No lo podemos evitar. Como humanos que somos, respondemos a los impulsos, los mismos que nos hacen comprar un objeto porque es bonito o huele bien, independientemente de su efectividad o de que lo necesitemos. En el caso de la cosmética, cuántos hombres no han sentido curiosidad por probar esa crema que se escondía en el frasco de aspecto lujoso que tiene su esposa en el baño y que, además, le dejaba la piel tan suave. Son muchos los que, a escondidas o a la vista, se cuidan con productos a priori formulados sólo para ellas. Lo que no saben estos particulares ladrones caseros es que la mayoría de las fórmulas de esos productos son también efectivas en la piel masculina.

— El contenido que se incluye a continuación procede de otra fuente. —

/// Frame timing: dt between frames, clamped, with focus pause.
///
/// While paused no time accumulates. Resuming resets the baseline, so the
/// first frame after focus returns never sees the time spent away.

use std::time::Instant;

#[derive(Clone, Debug)]
pub struct FrameClock {
    last: Instant,
    max_dt: f32,
    paused: bool,
}

impl FrameClock {
    pub fn new(now: Instant, max_dt: f32) -> Self {
        FrameClock { last: now, max_dt, paused: false }
    }

    pub fn is_paused(&self) -> bool {
        self.paused
    }

    /// Apply this frame's focus change. Returns true if the pause state flipped.
    pub fn focus(&mut self, focused: Option<bool>, now: Instant) -> bool {
        match focused {
            Some(false) if !self.paused => {
                self.paused = true;
                true
            }
            Some(true) if self.paused => {
                self.paused = false;
                self.last = now;
                true
            }
            _ => false,
        }
    }

    /// Seconds since the previous tick, at most `max_dt`. Zero while paused.
    pub fn tick(&mut self, now: Instant) -> f32 {
        let dt = now.saturating_duration_since(self.last).as_secs_f32().min(self.max_dt);
        self.last = now;
        if self.paused { 0.0 } else { dt }
    }
}

#[cfg(test)]
mod tests {
    use super::*;
    use std::time::Duration;

    fn ms(n: u64) -> Duration {
        Duration::from_millis(n)
    }

    #[test]
    fn dt_is_clamped() {
        let t0 = Instant::now();
        let mut clock = FrameClock::new(t0, 0.1);
        assert!((clock.tick(t0 + ms(16)) - 0.016).abs() < 1e-4);
        assert_eq!(clock.tick(t0 + ms(5_016)), 0.1);
    }

    #[test]
    fn paused_frames_have_no_dt() {
        let t0 = Instant::now();
        let mut clock = FrameClock::new(t0, 0.1);
        assert!(clock.focus(Some(false), t0));
        assert!(clock.is_paused());
        assert_eq!(clock.tick(t0 + ms(50)), 0.0);
        // Losing focus twice is not a new transition.
        assert!(!clock.focus(Some(false), t0 + ms(60)));
        assert!(!clock.focus(None, t0 + ms(60)));
    }

    #[test]
    fn resume_resets_the_baseline() {
        let t0 = Instant::now();
        let mut clock = FrameClock::new(t0, 10.0);
        clock.focus(Some(false), t0);
        clock.tick(t0 + ms(10));
        // Long absence, then focus returns.
        assert!(clock.focus(Some(true), t0 + ms(3_000)));
        assert!(!clock.is_paused());
        let dt = clock.tick(t0 + ms(3_016));
        assert!((dt - 0.016).abs() < 1e-4, "dt = {dt}");
    }

    #[test]
    fn focus_gained_while_running_changes_nothing() {
        let t0 = Instant::now();
        let mut clock = FrameClock::new(t0, 0.1);
        assert!(!clock.focus(Some(true), t0 + ms(40)));
        assert!((clock.tick(t0 + ms(50)) - 0.05).abs() < 1e-4);
    }
}
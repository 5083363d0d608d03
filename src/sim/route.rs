//! Route fragments: `#<zone-id>` names the open panel, `""` means none.
//!
//! `History` is a browser-style list of visited fragments with a cursor.
//! Pushing after going back drops the forward entries.

use super::world::World;

pub fn fragment_for(zone_id: Option<&str>) -> String {
    match zone_id {
        Some(id) => format!("#{id}"),
        None => String::new(),
    }
}

/// Zone index named by `fragment`. Accepts `#id` or a bare `id`,
/// case-insensitively. Empty or unknown ids give `None`.
pub fn zone_from_fragment(world: &World, fragment: &str) -> Option<usize> {
    let id = fragment.trim();
    let id = id.strip_prefix('#').unwrap_or(id);
    if id.is_empty() {
        return None;
    }
    world.zone_index(id)
}

/// Oldest entries are dropped past this many.
const MAX_HISTORY: usize = 256;

#[derive(Clone, Debug)]
pub struct History {
    entries: Vec<String>,
    cursor: usize,
}

impl History {
    pub fn new(initial: String) -> Self {
        History { entries: vec![initial], cursor: 0 }
    }

    pub fn current(&self) -> &str {
        &self.entries[self.cursor]
    }

    /// Record a navigation. Pushing the current entry again is a no-op.
    pub fn push(&mut self, fragment: String) {
        if self.current() == fragment {
            return;
        }
        self.entries.truncate(self.cursor + 1);
        self.entries.push(fragment);
        if self.entries.len() > MAX_HISTORY {
            let excess = self.entries.len() - MAX_HISTORY;
            self.entries.drain(..excess);
        }
        self.cursor = self.entries.len() - 1;
    }

    pub fn back(&mut self) -> Option<&str> {
        if self.cursor == 0 {
            return None;
        }
        self.cursor -= 1;
        Some(self.current())
    }

    pub fn forward(&mut self) -> Option<&str> {
        if self.cursor + 1 >= self.entries.len() {
            return None;
        }
        self.cursor += 1;
        Some(self.current())
    }
}
//! External configuration loader.
//!
//! Reads `config.toml` from an explicit path, or searches the executable's
//! directory and then the CWD. Falls back to defaults if the file is
//! missing or incomplete; every key has its own serde default so a partial
//! file only overrides what it names.

use serde::Deserialize;
use std::path::{Path, PathBuf};

use crate::sim::camera::CameraMode;

// ── Public Config Struct ──

#[derive(Clone, Debug)]
pub struct GameConfig {
    pub movement: MovementConfig,
    pub camera: CameraConfig,
    pub input: InputConfig,
    pub display: DisplayConfig,
    pub gamepad: GamepadConfig,
    pub logging: LoggingConfig,
    /// World definition file; `None` uses the built-in world.
    pub world_path: Option<PathBuf>,
}

#[derive(Clone, Debug)]
pub struct MovementConfig {
    /// Walking speed in world px per second.
    pub base_speed: f32,
    pub sprint_speed: f32,
    /// Stamina units (of 1.0) lost per second of sprinting.
    pub stamina_drain: f32,
    pub stamina_regen: f32,
    /// Stamina needed before sprint unlocks again after running dry.
    pub stamina_recover_at: f32,
}

#[derive(Clone, Debug)]
pub struct CameraConfig {
    pub mode: CameraMode,
    /// Dead-zone half-extent as a fraction of the view.
    pub margin: f32,
    /// Per-frame blend toward the follow target (frame-rate dependent).
    pub lerp: f32,
    pub zoom_min: f32,
    pub zoom_max: f32,
    pub zoom_step: f32,
}

#[derive(Clone, Debug)]
pub struct InputConfig {
    /// Joystick dead-zone radius in screen px.
    pub dead_zone: f32,
    /// Joystick knob travel in screen px.
    pub knob_radius: f32,
    pub stick_dead_zone: f32,
}

#[derive(Clone, Debug)]
pub struct DisplayConfig {
    pub frame_ms: u64,
    /// Longest simulated frame, in seconds.
    pub max_dt: f32,
    pub minimap: bool,
}

#[derive(Clone, Debug)]
pub struct GamepadConfig {
    pub open: Vec<String>,
    pub close: Vec<String>,
    pub minimap: Vec<String>,
    pub sprint: Vec<String>,
}

#[derive(Clone, Debug)]
pub struct LoggingConfig {
    pub level: String,
    /// Log file; relative paths land in the data directory.
    pub file: PathBuf,
}

// ── TOML Schema (with serde defaults) ──

#[derive(Deserialize, Debug, Default)]
struct TomlConfig {
    #[serde(default)]
    movement: TomlMovement,
    #[serde(default)]
    camera: TomlCamera,
    #[serde(default)]
    input: TomlInput,
    #[serde(default)]
    display: TomlDisplay,
    #[serde(default)]
    gamepad: TomlGamepad,
    #[serde(default)]
    logging: TomlLogging,
    #[serde(default)]
    general: TomlGeneral,
}

#[derive(Deserialize, Debug)]
struct TomlMovement {
    #[serde(default = "default_base_speed")]
    base_speed: f32,
    #[serde(default = "default_sprint_speed")]
    sprint_speed: f32,
    #[serde(default = "default_stamina_drain")]
    stamina_drain: f32,
    #[serde(default = "default_stamina_regen")]
    stamina_regen: f32,
    #[serde(default = "default_stamina_recover_at")]
    stamina_recover_at: f32,
}

#[derive(Deserialize, Debug)]
struct TomlCamera {
    #[serde(default)]
    mode: CameraMode,
    #[serde(default = "default_margin")]
    margin: f32,
    #[serde(default = "default_lerp")]
    lerp: f32,
    #[serde(default = "default_zoom_min")]
    zoom_min: f32,
    #[serde(default = "default_zoom_max")]
    zoom_max: f32,
    #[serde(default = "default_zoom_step")]
    zoom_step: f32,
}

#[derive(Deserialize, Debug)]
struct TomlInput {
    #[serde(default = "default_dead_zone")]
    dead_zone: f32,
    #[serde(default = "default_knob_radius")]
    knob_radius: f32,
    #[serde(default = "default_stick_dead_zone")]
    stick_dead_zone: f32,
}

#[derive(Deserialize, Debug)]
struct TomlDisplay {
    #[serde(default = "default_frame_ms")]
    frame_ms: u64,
    #[serde(default = "default_max_dt")]
    max_dt: f32,
    #[serde(default = "default_minimap")]
    minimap: bool,
}

#[derive(Deserialize, Debug)]
struct TomlGamepad {
    #[serde(default = "default_pad_open")]
    open: Vec<String>,
    #[serde(default = "default_pad_close")]
    close: Vec<String>,
    #[serde(default = "default_pad_minimap")]
    minimap: Vec<String>,
    #[serde(default = "default_pad_sprint")]
    sprint: Vec<String>,
}

#[derive(Deserialize, Debug)]
struct TomlLogging {
    #[serde(default = "default_log_level")]
    level: String,
    #[serde(default = "default_log_file")]
    file: String,
}

#[derive(Deserialize, Debug, Default)]
struct TomlGeneral {
    #[serde(default)]
    world: Option<String>,
}

// ── Defaults ──

fn default_base_speed() -> f32 { 220.0 }
fn default_sprint_speed() -> f32 { 360.0 }
fn default_stamina_drain() -> f32 { 0.35 }  // ~3s of sprint from full
fn default_stamina_regen() -> f32 { 0.2 }
fn default_stamina_recover_at() -> f32 { 0.25 }

fn default_margin() -> f32 { 0.3 }
fn default_lerp() -> f32 { 0.15 }
fn default_zoom_min() -> f32 { 0.5 }
fn default_zoom_max() -> f32 { 2.0 }
fn default_zoom_step() -> f32 { 0.25 }

fn default_dead_zone() -> f32 { 8.0 }
fn default_knob_radius() -> f32 { 60.0 }
fn default_stick_dead_zone() -> f32 { 0.25 }

fn default_frame_ms() -> u64 { 16 }
fn default_max_dt() -> f32 { 0.1 }
fn default_minimap() -> bool { true }

fn default_pad_open() -> Vec<String> { vec!["A".into()] }
fn default_pad_close() -> Vec<String> { vec!["B".into(), "Select".into()] }
fn default_pad_minimap() -> Vec<String> { vec!["Y".into()] }
fn default_pad_sprint() -> Vec<String> { vec!["X".into(), "R1".into()] }

fn default_log_level() -> String { "info".into() }
fn default_log_file() -> String { "portfolio-world.log".into() }

impl Default for TomlMovement {
    fn default() -> Self {
        TomlMovement {
            base_speed: default_base_speed(),
            sprint_speed: default_sprint_speed(),
            stamina_drain: default_stamina_drain(),
            stamina_regen: default_stamina_regen(),
            stamina_recover_at: default_stamina_recover_at(),
        }
    }
}

impl Default for TomlCamera {
    fn default() -> Self {
        TomlCamera {
            mode: CameraMode::default(),
            margin: default_margin(),
            lerp: default_lerp(),
            zoom_min: default_zoom_min(),
            zoom_max: default_zoom_max(),
            zoom_step: default_zoom_step(),
        }
    }
}

impl Default for TomlInput {
    fn default() -> Self {
        TomlInput {
            dead_zone: default_dead_zone(),
            knob_radius: default_knob_radius(),
            stick_dead_zone: default_stick_dead_zone(),
        }
    }
}

impl Default for TomlDisplay {
    fn default() -> Self {
        TomlDisplay {
            frame_ms: default_frame_ms(),
            max_dt: default_max_dt(),
            minimap: default_minimap(),
        }
    }
}

impl Default for TomlGamepad {
    fn default() -> Self {
        TomlGamepad {
            open: default_pad_open(),
            close: default_pad_close(),
            minimap: default_pad_minimap(),
            sprint: default_pad_sprint(),
        }
    }
}

impl Default for TomlLogging {
    fn default() -> Self {
        TomlLogging {
            level: default_log_level(),
            file: default_log_file(),
        }
    }
}

// ── Loading ──

impl Default for GameConfig {
    fn default() -> Self {
        GameConfig::from_toml(TomlConfig::default(), &[])
    }
}

impl GameConfig {
    /// Load config from `explicit`, or from the first `config.toml` found
    /// in the exe directory / CWD. Errors fall back to defaults with a warning
    /// on stderr (the terminal is not in raw mode yet).
    pub fn load(explicit: Option<&Path>) -> Self {
        let search_dirs = candidate_dirs();
        let toml_cfg = match explicit {
            Some(path) => read_toml(path).unwrap_or_default(),
            None => search_dirs
                .iter()
                .map(|d| d.join("config.toml"))
                .find(|p| p.exists())
                .and_then(|p| read_toml(&p))
                .unwrap_or_default(),
        };

        let mut dirs = search_dirs;
        if let Some(parent) = explicit.and_then(Path::parent) {
            dirs.insert(0, parent.to_path_buf());
        }
        GameConfig::from_toml(toml_cfg, &dirs)
    }

    /// Parse a config document; relative paths are kept as written.
    #[cfg(test)]
    fn from_toml_str(text: &str) -> Result<Self, toml::de::Error> {
        let cfg: TomlConfig = toml::from_str(text)?;
        Ok(GameConfig::from_toml(cfg, &[]))
    }

    fn from_toml(cfg: TomlConfig, search_dirs: &[PathBuf]) -> Self {
        let zoom_min = cfg.camera.zoom_min.max(0.05);
        GameConfig {
            movement: MovementConfig {
                base_speed: cfg.movement.base_speed.max(0.0),
                sprint_speed: cfg.movement.sprint_speed.max(cfg.movement.base_speed).max(0.0),
                stamina_drain: cfg.movement.stamina_drain.max(0.0),
                stamina_regen: cfg.movement.stamina_regen.max(0.0),
                stamina_recover_at: cfg.movement.stamina_recover_at.clamp(0.0, 1.0),
            },
            camera: CameraConfig {
                mode: cfg.camera.mode,
                margin: cfg.camera.margin.clamp(0.0, 0.5),
                lerp: cfg.camera.lerp.clamp(0.01, 1.0),
                zoom_min,
                zoom_max: cfg.camera.zoom_max.max(zoom_min),
                zoom_step: cfg.camera.zoom_step.max(0.01),
            },
            input: InputConfig {
                dead_zone: cfg.input.dead_zone.max(0.0),
                knob_radius: cfg.input.knob_radius.max(1.0),
                stick_dead_zone: cfg.input.stick_dead_zone.clamp(0.0, 0.95),
            },
            display: DisplayConfig {
                frame_ms: cfg.display.frame_ms.clamp(1, 250),
                max_dt: cfg.display.max_dt.clamp(0.001, 1.0),
                minimap: cfg.display.minimap,
            },
            gamepad: GamepadConfig {
                open: cfg.gamepad.open,
                close: cfg.gamepad.close,
                minimap: cfg.gamepad.minimap,
                sprint: cfg.gamepad.sprint,
            },
            logging: LoggingConfig {
                level: cfg.logging.level,
                file: PathBuf::from(cfg.logging.file),
            },
            world_path: cfg.general.world.map(|w| resolve_path(&w, search_dirs)),
        }
    }
}

/// Absolute paths are used as is; relative ones are looked up in the
/// search dirs, falling back to the path relative to CWD.
fn resolve_path(path: &str, search_dirs: &[PathBuf]) -> PathBuf {
    let p = PathBuf::from(path);
    if p.is_absolute() {
        return p;
    }
    search_dirs
        .iter()
        .map(|d| d.join(&p))
        .find(|c| c.exists())
        .unwrap_or(p)
}

/// Candidate directories to search: exe dir + CWD (deduplicated).
fn candidate_dirs() -> Vec<PathBuf> {
    let mut dirs = vec![];

    if let Ok(exe) = std::env::current_exe() {
        let resolved = exe.canonicalize().unwrap_or(exe);
        if let Some(parent) = resolved.parent() {
            dirs.push(parent.to_path_buf());
        }
    }

    if let Ok(cwd) = std::env::current_dir() {
        if !dirs.iter().any(|d| d == &cwd) {
            dirs.push(cwd);
        }
    }

    if dirs.is_empty() {
        dirs.push(PathBuf::from("."));
    }

    dirs
}

fn read_toml(path: &Path) -> Option<TomlConfig> {
    match std::fs::read_to_string(path) {
        Ok(text) => match toml::from_str::<TomlConfig>(&text) {
            Ok(cfg) => Some(cfg),
            Err(e) => {
                eprintln!("Warning: {} parse error: {e}", path.display());
                eprintln!("Using default settings.");
                None
            }
        },
        Err(e) => {
            eprintln!("Warning: could not read {}: {e}", path.display());
            None
        }
    }
}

Salvo los exclusivos de cada sexo (anticelulíticos, los de afeitado...) son añadidos como el perfume o el diseño del envase lo que restringe la crema sólo a ellas. "Un dermatólogo va a prescribir exactamente lo mismo a un hombre y a una mujer que quieren combatir con cosmética el envejecimiento cutáneo", dice Pedro García Maggi, fundador de la firma Skeen, a la venta en España en Sephora y cuyos productos, que se pensaron en un principio para ellos, son hoy demandados por muchas mujeres. "Las diferencias existen, pero son mínimas y anecdóticas. La piel del hombre es un poco más gruesa, menos de la mitad de un milímetro; generalmente más grasa por la testosterona, y consume un poco más de nutrientes y oxígeno. A la hora de formular tratamientos eficaces, no son diferencias relevantes", prosigue.

Esto se nota sobre todo en el sérum, la crema que se aplica antes que la hidratante. La marca Lancôme es buen ejemplo de ello. Vissionaire, su novedad de este otoño, es una crema cuya fórmula, con una molécula descubierta por los laboratorios de la marca, puede ser indicada para el hombre. De hecho, la firma cuenta con una línea antiedad hidratante que podría combinarse perfectamente con este producto: Rénergy 3D, un tratamiento con efecto antiarrugas, o Age Force Soin, para combatir líneas de expresión.

El uso unisex de las cremas no quiere decir que las marcas vendan humo con sus productos masculinos. En el caso de Shiseido Men, por ejemplo, "las cremas están desarrolladas con fórmulas fruto de una investigación basada en la fisiología y los niveles celulares de la piel masculina", explica Ainhara Viñarás, directora de Márketing de la firma. Su primer producto masculino fue Flowline, un anticaída formulado en 1905. Desde entonces, llevamos más de un siglo con cosméticos diferenciados por sexos.